Le procès très attendu de 17 accusés, à divers degrés, de l'assassinat au Cameroun du journaliste Martinez Zogo, pourfendeur de la corruption au sommet du pouvoir et supplicié par un commando militaire en 2023, s'est ouvert lundi mais a été ajourné au 15 avril.
Un richissime homme d'affaires réputé proche de ministres et d'officiers, Jean-Pierre Amougou Belinga, le directeur d'alors du tout-puissant renseignement militaire, Léopold Maxime Eko Eko, son chef des opérations Justin Danwe ainsi que le commando de militaires accusé d'avoir enlevé, torturé et tué le journaliste en janvier 2023, sont jugés notamment pour séquestration, torture et assassinat, ou complicité de ces chefs, selon l'acte d'accusation lu devant le Tribunal militaire de Yaoundé.

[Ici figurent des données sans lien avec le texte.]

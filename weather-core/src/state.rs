//! View state and its transitions.
//!
//! Every user action is split into a `begin_*` step, applied before the
//! remote call, and a `finish_*` step that applies the call's outcome. Both
//! leave the state consistent: `loading` is set by the first and cleared by
//! the second, whether the call succeeded or not.

use crate::{GeocodingError, Place, ViewError, WeatherError, WeatherSnapshot};

#[derive(Debug, Clone, Copy, PartialEq, Eq, Default)]
pub enum Phase {
    #[default]
    Idle,
    Searching,
    Results,
    Selecting,
    Ready,
    Error,
}

#[derive(Debug, Clone, Default, PartialEq)]
pub struct SearchState {
    query: String,
    places: Vec<Place>,
    selected: Option<Place>,
    weather: Option<WeatherSnapshot>,
    loading: bool,
    error: Option<ViewError>,
    phase: Phase,
}

impl SearchState {
    pub fn new() -> Self {
        Self::default()
    }

    pub fn query(&self) -> &str {
        &self.query
    }

    pub fn places(&self) -> &[Place] {
        &self.places
    }

    pub fn selected(&self) -> Option<&Place> {
        self.selected.as_ref()
    }

    pub fn weather(&self) -> Option<&WeatherSnapshot> {
        self.weather.as_ref()
    }

    pub fn is_loading(&self) -> bool {
        self.loading
    }

    pub fn error(&self) -> Option<ViewError> {
        self.error
    }

    /// User-visible error text, if any.
    pub fn error_message(&self) -> Option<String> {
        self.error.map(|e| e.to_string())
    }

    pub fn phase(&self) -> Phase {
        self.phase
    }

    /// Start a search. Returns the trimmed name to look up, or `None` when the
    /// query is blank, in which case the state is left untouched.
    pub fn begin_search(&mut self, query: &str) -> Option<String> {
        let name = query.trim();
        if name.is_empty() {
            return None;
        }

        self.query = query.to_string();
        self.places.clear();
        self.selected = None;
        self.weather = None;
        self.error = None;
        self.loading = true;
        self.phase = Phase::Searching;

        Some(name.to_string())
    }

    pub fn finish_search(&mut self, result: Result<Vec<Place>, GeocodingError>) {
        self.loading = false;

        match result {
            Ok(places) if places.is_empty() => {
                self.places.clear();
                self.error = Some(ViewError::EmptyResults);
                self.phase = Phase::Error;
            }
            Ok(places) => {
                self.places = places;
                self.error = None;
                self.phase = Phase::Results;
            }
            Err(e) => {
                self.places.clear();
                self.weather = None;
                self.error = Some(ViewError::from(&e));
                self.phase = Phase::Error;
            }
        }
    }

    /// Start loading weather for the result at `index`. Returns the place to
    /// fetch, or `None` (state untouched) when `index` is not a current result.
    pub fn begin_pick(&mut self, index: usize) -> Option<Place> {
        let place = self.places.get(index)?.clone();

        self.selected = Some(place.clone());
        self.weather = None;
        self.error = None;
        self.loading = true;
        self.phase = Phase::Selecting;

        Some(place)
    }

    /// Apply a weather lookup outcome for `place_id`. Returns `false`, leaving
    /// the state untouched, if the selection has moved on to another place.
    pub fn finish_pick(
        &mut self,
        place_id: &str,
        result: Result<WeatherSnapshot, WeatherError>,
    ) -> bool {
        if self.selected.as_ref().map(|p| p.id.as_str()) != Some(place_id) {
            return false;
        }

        self.loading = false;

        match result {
            Ok(snapshot) => {
                self.weather = Some(snapshot);
                self.error = None;
                self.phase = Phase::Ready;
            }
            Err(e) => {
                self.weather = None;
                self.error = Some(ViewError::from(&e));
                self.phase = Phase::Error;
            }
        }
        true
    }
}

Dans une salle comble, où une partie du public a dû rester debout, Amougou Belinga, le Commissaire divisionnaire Eko Eko, alors chef de la Direction Générale de la Recherche extérieure (DGRE), et le lieutenant-colonel Justin Danwe étaient présents comme les 14 autres accusés, rapporte un journaliste présent dans la salle.
La lecture de l'acte d'accusation a énuméré tous les chefs mais sans détailler qui était accusé d'avoir commis les faits ou d'en avoir été les commanditaires ou complices.
Atrocement mutilé
Calmes, les accusés n'ont montré aucun signe d'émotion particulière pendant les trois heures d'audience. Eko Eko et Amougou Belinga arboraient des costumes noirs, les militaires de la DGRE leurs uniformes de l'armée.

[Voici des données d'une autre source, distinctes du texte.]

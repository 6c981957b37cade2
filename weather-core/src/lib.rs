//! Core library for the `weather-now` app.
//!
//! This crate defines:
//! - Place search and current weather lookup over Open-Meteo
//! - Shared domain models (places, weather snapshots)
//! - The view state machine and the controller that drives it
//! - Configuration handling
//!
//! It is used by `weather-now`, but the controller can be driven by any
//! front end that renders [`SearchState`].

pub mod config;
pub mod controller;
pub mod error;
pub mod model;
pub mod provider;
pub mod state;

pub use config::Config;
pub use controller::{Controller, StateObserver};
pub use error::{GeocodingError, ViewError, WeatherError};
pub use model::{CurrentConditions, Place, WeatherCondition, WeatherSnapshot};
pub use provider::{OpenMeteoProvider, WeatherProvider};
pub use state::{Phase, SearchState};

L'avocat de la famille Zogo, Me Calvin Job s'est insurgé:
Les parties civiles n'ont jamais été amenées à participer à l'instruction, c'est inadmissible. À ce jour, je n'ai pas eu accès au dossier.

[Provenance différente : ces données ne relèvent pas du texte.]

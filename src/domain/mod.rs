mod match_record;
mod outcome;
pub(crate) mod storage;

pub use match_record::MatchRecord;
pub use outcome::ScrapeOutcome;
pub use storage::Storage;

Le commissaire du gouvernement du tribunal a promis de le lui remettre à l'issue de l'audience.
L'assassinat avait provoqué un immense choc au Cameroun où M. Zogo était très populaire, mais aussi à l'étranger, contraignant le pouvoir à accepter de mettre sous les verrous des personnalités auparavant considérées comme intouchables.
Sur un ton corrosif, Martinez Zogo n'épargnait personne au sommet du pouvoir, sauf M. Biya et sa famille, une ligne rouge dans les médias.
Pourfendeur des puissants
Il dénonçait particulièrement, au micro de son émission "Embouteillage", sur la radio Amplitude FM, de présumées affaires de corruption avec pour cible favorite Amougou Belinga, propriétaire de nombreux groupes dans les domaines de la banque, des finances, de l'assurance, de l'immobilier et des médias, tous réputés en faveur du pouvoir.
Amougou Belinga est connu pour être très proche des ministres et protégés du président, dont certains réputés être des prétendants à la succession du patriarche. Et eux-mêmes rivaux du secrétaire général de la Présidence, Ferdinand Ngoh Ngoh, dont le nom est également avancé comme un dauphin possible.